Il senso di ammirazione del giudice italiano non era scontato. Già pochi mesi dopo l’uccisione di Michel, cominciano a emergere accuse e diffamazioni sul suo conto. “Il milieu di Marsiglia”, dice Debacq, “è molto potente: Michel è stato come Attila e i criminali reagiscono”. Le voci che vengono messe in giro riguardano i metodi di inchiesta (“Andava troppo oltre”) e presunti vizi della vita privata. Fa molto discutere la scelta, inedita per il tempo, di mettere in prigione le mogli dei criminali: per prassi a Marsiglia non si faceva. “Ricordo”, spiega Debacq, “che una delle giudici che lavorava con Michel, Marie Viengali, mi disse: ‘Con noi non esistono uomini o donne, ma solo colpevoli o innocenti’. Quello era l’ambiente”. Un film, La French, uscito nel 2014, dà per vere molte delle critiche: “E’ pieno di sciocchezze e noi colleghi lo abbiamo demolito”, commenta Debacq. Un’altra delle accuse riguarda i legami con la politica e in particolare il partito socialista. “Lui era di sinistra, ma sul lavoro era considerato apolitico. Questa è una caratteristica che me lo fa accomunare a Falcone: conosceva tutti i politici, ma nel momento in cui entrava in ufficio non conosceva più nessuno”. C’è per esempio l’episodio di quando Mitzigar Nazarian, arrestato durante la perquisizione al laboratorio di Saint-Maximin disse al poliziotto: “Io sono uno dei vostri, ho la tessera del partito socialista”. Debacq ricorda: “Il poliziotto rispose: ‘Bene, me la dia che la sequestro’”. Nazarian aveva un fratello che era nel cabinet del sindaco socialista Gaston Defferre e che va a piangere per l’arresto del parente: “Il sindaco lo caccia. Lui era così: quando i suoi amici del milieu gli davano fastidio lui li cacciava”. La politica cercava contatti diretti o indiretti con Michel, ma invano.

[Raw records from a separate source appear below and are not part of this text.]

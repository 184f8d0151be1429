//! PODIUM Remote - RobotEvents API client
//!
//! Every call goes through [`RemoteClient::request`], which owns the retry
//! and backoff policy and turns every failure into a [`RemoteError`] value.
//! Endpoint helpers decode into the schema structs in [`types`]; a payload
//! that does not match is reported as `RemoteError::Decode`.

pub mod backoff;
pub mod client;
pub mod transport;
pub mod types;

pub use backoff::Backoff;
pub use client::{validate_path, RemoteClient};
pub use transport::{
    HttpResponse, HttpTransport, MockReply, MockTransport, RecordedCall, ReqwestTransport,
    TransportError,
};
pub use types::{
    Award, EventSummary, IdRef, PageMeta, Paged, SkillsEntry, SkillsScores, SkillsTeam,
    TeamWinner,
};

pub use podium_core::RemoteError;

/// Result type alias for remote calls.
pub type RemoteResult<T> = Result<T, RemoteError>;
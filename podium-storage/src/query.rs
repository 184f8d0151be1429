//! Read contracts built on the backend scans

use crate::{StorageResult, StorageTrait};
use podium_core::{
    LeaderboardEntry, LeaderboardQuery, TeamFilter, TeamId, TeamQualificationRow,
};
use std::collections::HashMap;

pub fn team_ids<S: StorageTrait + ?Sized>(
    storage: &S,
    filter: &TeamFilter,
) -> StorageResult<Vec<TeamId>> {
    Ok(storage
        .teams()?
        .into_iter()
        .filter(|team| filter.matches(team))
        .map(|team| team.id)
        .collect())
}

pub fn team_id_by_number<S: StorageTrait + ?Sized>(
    storage: &S,
    number: &str,
) -> StorageResult<Option<TeamId>> {
    let number = number.trim();
    Ok(storage
        .teams()?
        .into_iter()
        .find(|team| team.number.eq_ignore_ascii_case(number))
        .map(|team| team.id))
}

pub fn leaderboard<S: StorageTrait + ?Sized>(
    storage: &S,
    query: &LeaderboardQuery,
) -> StorageResult<Vec<LeaderboardEntry>> {
    let statuses: HashMap<TeamId, _> = storage
        .qualifications()?
        .into_iter()
        .map(|q| (q.team_id, q.status))
        .collect();

    let mut entries: Vec<LeaderboardEntry> = storage
        .teams()?
        .into_iter()
        .filter(|team| query.filter.matches(team))
        .map(|team| {
            let status = statuses.get(&team.id).copied().unwrap_or_default();
            LeaderboardEntry { team, status }
        })
        .filter(|entry| !query.exclude_statuses.contains(&entry.status))
        .collect();

    // Unranked teams (rank 0) go last.
    entries.sort_by_key(|entry| {
        let rank = entry.team.world_rank;
        (rank == 0, rank, entry.team.id)
    });

    if let Some(limit) = query.limit {
        entries.truncate(limit);
    }
    Ok(entries)
}

pub fn team_qualifications<S: StorageTrait + ?Sized>(
    storage: &S,
) -> StorageResult<Vec<TeamQualificationRow>> {
    let teams: HashMap<TeamId, _> = storage
        .teams()?
        .into_iter()
        .map(|team| (team.id, team))
        .collect();

    Ok(storage
        .qualifications()?
        .into_iter()
        .filter_map(|q| {
            teams.get(&q.team_id).map(|team| TeamQualificationRow {
                number: team.number.clone(),
                organization: team.organization.clone(),
                status: q.status,
            })
        })
        .collect())
}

36 anni dopo quel 21 ottobre 1981, i principali protagonisti di questa storia sono morti: non c'è più Zampa, impiccato in cella; non c'è più Filippi, che non è mai stato trovato e si dice sia stato ucciso in un regolamento di conti; non c'è più Gerlando Alberti, morto di vecchiaia mentre era ai domiciliari nella sua casa di Palermo; non c'è più il giudice Giovanni Falcone, forse l'unico intenzionato ad aprire un'altra inchiesta sui mandanti italiani dell'omicidio di Pierre Michel. "Non credo che questa storia interessi più nessuno", chiude Debacq.